In spite of her young age (she is 28 but looks much younger) she is a very reliable worker and Thomas is very pleased with her work and skills, shas has been working for him and his father for nearly 6 years (she doesn't work for another grower). Thomas says that for him it's obvious, women do a much more precise and careful job in the vineyard. He trusts her completely and she organizes her work alone as soon as he tell her what needs to be done. She is a mother of two if I remember and doing this freelance service jobs leaves her time when she needs some. She does (in French) the taille (pruning), palissage (wire tying)) and effeuillage(leafing) for example, and 5 hecates fills well her time..

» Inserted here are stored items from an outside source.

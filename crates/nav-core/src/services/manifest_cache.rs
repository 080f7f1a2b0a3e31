// ============================================================================
// Nav Core - Manifest Cache
// File: crates/nav-core/src/services/manifest_cache.rs
// ============================================================================
//! Time-boxed cache of the last canonical manifest over injected storage

use std::sync::Arc;
use std::time::Duration;

use nav_shared::constants::DEFAULT_CACHE_KEY;
use nav_shared::EpochMillis;
use serde::{Deserialize, Serialize};
use tokio::sync::Mutex;
use tracing::{debug, warn};

use crate::domain::MenuItem;
use crate::repositories::{CacheStorage, Clock};

/// Serialized form: `{ "data": [...], "timestamp": <epoch ms> }`
#[derive(Debug, Clone, PartialEq, Serialize, Deserialize)]
pub struct CacheEntry {
    #[serde(rename = "data")]
    pub payload: Vec<MenuItem>,
    #[serde(rename = "timestamp")]
    pub fetched_at: EpochMillis,
}

impl CacheEntry {
    pub fn is_expired(&self, now: EpochMillis, ttl: Duration) -> bool {
        now - self.fetched_at > ttl.as_millis() as i64
    }
}

/// Storage failures never escape: a failed read is a miss and a failed
/// write leaves caching as a no-op.
///
/// Writes and clears are serialized, so a clear issued while a write is in
/// flight always lands after it.
#[derive(Clone)]
pub struct ManifestCache {
    storage: Arc<dyn CacheStorage>,
    clock: Arc<dyn Clock>,
    key: String,
    ttl: Duration,
    write_lock: Arc<Mutex<()>>,
}

impl ManifestCache {
    pub fn new(storage: Arc<dyn CacheStorage>, clock: Arc<dyn Clock>, ttl: Duration) -> Self {
        Self {
            storage,
            clock,
            key: DEFAULT_CACHE_KEY.to_string(),
            ttl,
            write_lock: Arc::new(Mutex::new(())),
        }
    }

    pub fn with_key(mut self, key: impl Into<String>) -> Self {
        self.key = key.into();
        self
    }

    pub fn key(&self) -> &str {
        &self.key
    }

    pub fn ttl(&self) -> Duration {
        self.ttl
    }

    pub fn now_ms(&self) -> EpochMillis {
        self.clock.now_ms()
    }

    /// Raw entry regardless of age.
    pub async fn entry(&self) -> Option<CacheEntry> {
        let raw = match self.storage.get(&self.key).await {
            Ok(Some(raw)) => raw,
            Ok(None) => return None,
            Err(e) => {
                warn!("Failed to read menu cache: {}", e);
                return None;
            }
        };

        match serde_json::from_str::<CacheEntry>(&raw) {
            Ok(entry) => Some(entry),
            Err(e) => {
                warn!("Discarding unreadable menu cache entry: {}", e);
                None
            }
        }
    }

    /// Cached payload; `None` when absent, unreadable, or expired unless
    /// `ignore_expiry` is set.
    pub async fn read(&self, ignore_expiry: bool) -> Option<Vec<MenuItem>> {
        let entry = self.entry().await?;
        let now = self.clock.now_ms();

        if !ignore_expiry && entry.is_expired(now, self.ttl) {
            debug!("Menu cache expired (age: {} ms)", now - entry.fetched_at);
            return None;
        }

        Some(entry.payload)
    }

    pub async fn write(&self, items: &[MenuItem]) {
        self.write_if(items, &|| true).await;
    }

    /// Writes only if `still_current` holds once the write slot is taken.
    /// Returns whether the entry was stored.
    pub async fn write_if(
        &self,
        items: &[MenuItem],
        still_current: &(dyn Fn() -> bool + Send + Sync),
    ) -> bool {
        let _slot = self.write_lock.lock().await;
        if !still_current() {
            debug!("Menu cache write skipped for a superseded fetch");
            return false;
        }

        let entry = CacheEntry {
            payload: items.to_vec(),
            fetched_at: self.clock.now_ms(),
        };

        let raw = match serde_json::to_string(&entry) {
            Ok(raw) => raw,
            Err(e) => {
                warn!("Failed to serialize menu cache: {}", e);
                return false;
            }
        };

        match self.storage.set(&self.key, raw).await {
            Ok(()) => {
                debug!("Cached {} menu items", items.len());
                true
            }
            Err(e) => {
                warn!("Failed to cache menu: {}", e);
                false
            }
        }
    }

    pub async fn clear(&self) {
        let _slot = self.write_lock.lock().await;
        if let Err(e) = self.storage.remove(&self.key).await {
            warn!("Failed to clear menu cache: {}", e);
        }
    }
}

What Mélaning is doing today is épluchage in French, it's some sort of pruning (not the same than the one made in the middle of winter), it means cutting the last buds which are growing more than they should because of what is called the acrotony, and by cutting down the last two buds on each shoot you slow down the budding in these warmer-than-usual early spring, limiting the damage risk if a spring frost occurs. Frost is the feared thing this year as winter has been so mild, if the vine grows leaves to early it could translate into catastrophic losses if a severe frost then occured.
As we were speaking of Mélanie who is doing this vineyard-service job for Thomas and his father and who lives herself in the village of Courgis, Thomas says that at one point, he and his father employed 4 people who were also leaving in the village, making them the 1st employer in this village... There are maybe 15 winegrowers in Courgis, most selling their grapes to the négoce or the Coopérative. Again, only three wineries sell all their wine in bottle here, Alice & Olivier De Moor, Thomas Pico and his father, otherwise there are two domaines who sell a part of their production in bottles and the rest in bulk to the négoce. Here you can sell to the coop and sell bottles in parallel, something which is not allowed in some other wine regions.
At one point during that day Thomas Pico received at the domaine a visiting class from the CFPPA de la Brosse (known as La Brosse), the agriculture school from Auxerre, the large city nearby west of the Chablis area. These students (video above) are adults who took a side option on organic agriculture and viticulture. They were led by their teacher Sophie Dusseau who is very active in the school and heads the organic section there. The teacher as well as the students asked Thomas about what it means to be an organic farmer and what the challenges are excactly. These students will either tempt their luck later on setting up a farm, or they just need the agriculture-school diploma which is an entry pass in France to open certain types of farm-related businesses. They still obviously are interested into the organic work. Thomas explains about the conversion time needed when you convert a conventional farm, then he explains that organic farming needs more work and more precision in the vineyard if you want to have something to pick; he corrects the sentence by saying thart contrary to what many people believe, you can make a sieable production under an organic farming, it's not always super-low yields. And another side of the challenge is finding the market for whatver organic product you make.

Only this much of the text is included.